Óscar Arnulfo Romero beato? Fino a qualche anno (e Papa) fa, sarebbe parsa solo una provocazione di cattivo gusto. E invece, con Francesco, l'arcivescovo di San Salvador ucciso nel 1980 dagli squadroni della morte sarà beato. Nonostante l'opposizione degli ambienti ecclesiastici conservatori e di chi sostiene che il «monseñor» fosse legato a doppio filo alla teologia della liberazione

ROMA – Ci ha impiegato 22 anni, ma ora ce l’ha fatta, o almeno così sembra. La Chiesa sarebbe pronta a beatificare Óscar Arnulfo Romero, l’arcivescovo di San Salvador ucciso il 24 marzo 1980 dagli squadroni della morte mentre celebrava la messa nella cappella dell’ospedale della Divina provvidenza. Più che la Chiesa, sarebbe stato Papa Francesco ad accelerare i tempi di beatificazione, dilatatisi a causa dell’opposizione di ambienti conservatori e di chi vedeva in Romero una figura politica, legata alla teologia della liberazione.

PER SANT'EGIDIO E AZIONE CATTOLICA, NON FU TEOLOGO DELLA LIBERAZIONE - Eppure, Romero fu davvero legato a doppio filo alla discussa corrente teologica sudamericana? E tale beatificazione può coincidere con una canonizzazione del movimento? Non è di questo avviso la Comunità di Sant’Egidio, che si rallegra per la scelta del Pontefice e che, per fugare ogni dubbio, cita sul suo sito un articolo del suo fondatore Andrea Riccardi apparso sul Corriere della Sera«Non era un teologo della liberazione – spiega Riccardi –. La biografia scritta da Roberto Morozzo Della Rocca, Primero Dios, ce lo mostra come un pastore vicino a Paolo VI. Nel 1977, da poco nominato arcivescovo, fu sconvolto dall’assassinio di Rutilio Grande, un parroco gesuita dalle spiccate capacità pastorali. Cominciò allora a difendere i diritti dei poveri e della Chiesa, come diceva.
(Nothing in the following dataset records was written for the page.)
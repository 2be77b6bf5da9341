//! Single-owner arbitration of the external media session.
//!
//! The arbiter holds the one `PlaybackMetadata` slot. Creation events from any instance
//! take ownership; every other event is applied only when it comes from the current owner.

pub mod metadata;
pub mod projection;

use log::debug;

use crate::artwork::{ArtworkRequest, Cover};
use crate::shortcut::ShortcutId;
use metadata::{ActionCapabilities, PlaybackMetadata, TrackInfo};
use projection::ExternalSession;

/// Page-originated session events, already converted to host units.
#[derive(Debug, Clone, PartialEq)]
pub enum SessionEvent {
    Create(TrackInfo),
    Destroy,
    Play,
    Buffering,
    Playing { current_time_ms: u64, duration_ms: u64 },
    RateChange { current_time_ms: u64, rate: f32 },
    SeekTo { current_time_ms: u64 },
    Pause { current_time_ms: u64 },
    CapabilitiesChanged,
    MetadataUpdate(TrackInfo),
}

impl SessionEvent {
    pub fn label(&self) -> &'static str {
        match self {
            Self::Create(_) => "create",
            Self::Destroy => "destroy",
            Self::Play => "play",
            Self::Buffering => "buffering",
            Self::Playing { .. } => "playing",
            Self::RateChange { .. } => "ratechange",
            Self::SeekTo { .. } => "seekto",
            Self::Pause { .. } => "pause",
            Self::CapabilitiesChanged => "capabilities",
            Self::MetadataUpdate(_) => "metadata",
        }
    }
}

/// What the caller must do to reconcile presentation after an event.
#[derive(Debug, Clone, PartialEq, Eq)]
pub enum ArtworkChange {
    Unchanged,
    Resolve(Option<String>),
}

/// Result of applying one event to the slot.
#[derive(Debug, Clone, PartialEq, Eq)]
pub enum Transition {
    /// Dropped by the ownership guard, or no session to apply it to.
    Ignored,
    /// Slot changed; the session must be rebuilt and republished.
    Updated { artwork: ArtworkChange },
    /// Slot is now empty.
    Released { owner_id: ShortcutId },
}

struct ActiveSession {
    metadata: PlaybackMetadata,
    artwork_request: Option<ArtworkRequest>,
}

impl ActiveSession {
    fn cancel_artwork(&mut self) {
        if let Some(request) = self.artwork_request.take() {
            request.cancel();
        }
    }
}

/// Holder of the single playback metadata slot.
#[derive(Default)]
pub struct SessionArbiter {
    slot: Option<ActiveSession>,
}

impl SessionArbiter {
    pub fn new() -> Self {
        Self::default()
    }

    pub fn owner_id(&self) -> Option<&str> {
        self.slot
            .as_ref()
            .map(|active| active.metadata.owner_id.as_str())
    }

    pub fn is_owner(&self, id: &str) -> bool {
        self.owner_id() == Some(id)
    }

    pub fn metadata(&self) -> Option<&PlaybackMetadata> {
        self.slot.as_ref().map(|active| &active.metadata)
    }

    pub fn has_pending_artwork(&self) -> bool {
        self.slot
            .as_ref()
            .is_some_and(|active| active.artwork_request.is_some())
    }

    /// Applies `event` from instance `source`. `capabilities` are the handlers `source`
    /// has registered so far.
    pub fn apply(
        &mut self,
        source: &str,
        capabilities: ActionCapabilities,
        event: SessionEvent,
    ) -> Transition {
        if let SessionEvent::Create(track) = event {
            return self.create(source, capabilities, track);
        }

        if !self.is_owner(source) {
            debug!(
                "SessionArbiter: dropped '{}' from non-owner '{}' (owner={:?})",
                event.label(),
                source,
                self.owner_id()
            );
            return Transition::Ignored;
        }

        if event == SessionEvent::Destroy {
            return match self.teardown() {
                Some(owner_id) => Transition::Released { owner_id },
                None => Transition::Ignored,
            };
        }

        let Some(active) = self.slot.as_mut() else {
            return Transition::Ignored;
        };
        let metadata = &mut active.metadata;
        let mut artwork = ArtworkChange::Unchanged;
        match event {
            SessionEvent::Play => metadata.is_playing = true,
            SessionEvent::Buffering => metadata.is_buffering = true,
            SessionEvent::Playing {
                current_time_ms,
                duration_ms,
            } => {
                metadata.current_time_ms = current_time_ms;
                metadata.duration_ms = duration_ms;
                metadata.is_playing = true;
                metadata.is_buffering = false;
            }
            SessionEvent::RateChange {
                current_time_ms,
                rate,
            } => {
                metadata.current_time_ms = current_time_ms;
                metadata.playback_rate = rate;
            }
            SessionEvent::SeekTo { current_time_ms } => {
                metadata.current_time_ms = current_time_ms;
            }
            SessionEvent::Pause { current_time_ms } => {
                metadata.current_time_ms = current_time_ms;
                metadata.is_playing = false;
            }
            SessionEvent::CapabilitiesChanged => {
                metadata.prev_capable = capabilities.previous_track;
                metadata.next_capable = capabilities.next_track;
            }
            SessionEvent::MetadataUpdate(track) => {
                metadata.title = track.title;
                metadata.artist = track.artist;
                metadata.album = track.album;
                if metadata.artwork_url != track.artwork_url {
                    metadata.artwork_url = track.artwork_url.clone();
                    artwork = ArtworkChange::Resolve(track.artwork_url);
                }
            }
            SessionEvent::Create(_) | SessionEvent::Destroy => {}
        }
        Transition::Updated { artwork }
    }

    fn create(
        &mut self,
        source: &str,
        capabilities: ActionCapabilities,
        track: TrackInfo,
    ) -> Transition {
        if let Some(previous) = self.slot.as_mut() {
            if previous.metadata.owner_id != source {
                debug!(
                    "SessionArbiter: ownership moves from '{}' to '{}'",
                    previous.metadata.owner_id, source
                );
            }
            previous.cancel_artwork();
        }

        let mut metadata = PlaybackMetadata::created(source, &track, capabilities);
        let artwork = match track.artwork_url {
            Some(url) => {
                metadata.artwork_url = Some(url.clone());
                ArtworkChange::Resolve(Some(url))
            }
            None => ArtworkChange::Unchanged,
        };
        self.slot = Some(ActiveSession {
            metadata,
            artwork_request: None,
        });
        Transition::Updated { artwork }
    }

    /// Empties the slot, cancelling any in-flight artwork. Returns the former owner.
    pub fn teardown(&mut self) -> Option<ShortcutId> {
        let mut active = self.slot.take()?;
        active.cancel_artwork();
        Some(active.metadata.owner_id)
    }

    pub fn teardown_if_owner(&mut self, id: &str) -> bool {
        if !self.is_owner(id) {
            return false;
        }
        self.teardown().is_some()
    }

    /// Records `request` as the slot's only in-flight artwork resolution.
    pub fn track_artwork_request(&mut self, request: ArtworkRequest) {
        match self.slot.as_mut() {
            Some(active) => {
                active.cancel_artwork();
                active.artwork_request = Some(request);
            }
            None => request.cancel(),
        }
    }

    /// Drops the cover immediately (no artwork URL).
    pub fn clear_cover(&mut self) {
        if let Some(active) = self.slot.as_mut() {
            active.cancel_artwork();
            active.metadata.resolved_cover = None;
        }
    }

    /// Applies a completed resolution. Returns false when `generation` has been superseded,
    /// cancelled, or belongs to a different owner.
    pub fn apply_cover(&mut self, owner_id: &str, generation: u64, cover: Option<Cover>) -> bool {
        let Some(active) = self.slot.as_mut() else {
            return false;
        };
        if active.metadata.owner_id != owner_id {
            return false;
        }
        let current = active
            .artwork_request
            .as_ref()
            .is_some_and(|request| request.generation() == generation && !request.is_cancelled());
        if !current {
            return false;
        }
        active.artwork_request = None;
        active.metadata.resolved_cover = cover;
        true
    }

    pub fn project(&self, end_session_label: &str) -> Option<ExternalSession> {
        self.metadata()
            .map(|metadata| ExternalSession::build(metadata, end_session_label))
    }
}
Lo accusarono di fare politica contro il potere costituito: ma lui non accettava che i salvadoregni fossero massacrati nella sanguinosa polarizzazione tra guerriglia e destra, e che fossero condannati alla miseria da un’oligarchia retriva». Il professore aggiunge quindi che «lo stravolgimento della figura dopo la morte fa parte del martirio contemporaneo». Romero, insomma, per la Comunità di Sant’Egidio fu martire due volte: in morte e in un ricordo alquanto impreciso post-mortem. Sulla stessa linea, Azione Cattolica: secondo don Emilio Centomo, Romero fu solo un «pastore convertito dal suo popolo». E «per fortuna che il popolo ci converte!», aggiunge, fugando ogni dubbio, l’Assistente Ecclesiastico Centrale di Azione Cattolica. Secondo tali interpretazioni, dunque, se anche Romero divenne uno degli «ispiratori» dei seguaci della teologia della liberazione per la sua vicinanza ai deboli e il suo impegno costante contro il regime, ciò non significa che fosse l’eversivo agitatore di qualche nuova teoria politica. Anche i suoi interventi più estremi, quando dal pulpito faceva i nomi e cognomi di chi opprimeva il popolo, sgorgavano da quella passione per la sorte dei poveri che è elemento ineliminabile della Tradizione della Chiesa.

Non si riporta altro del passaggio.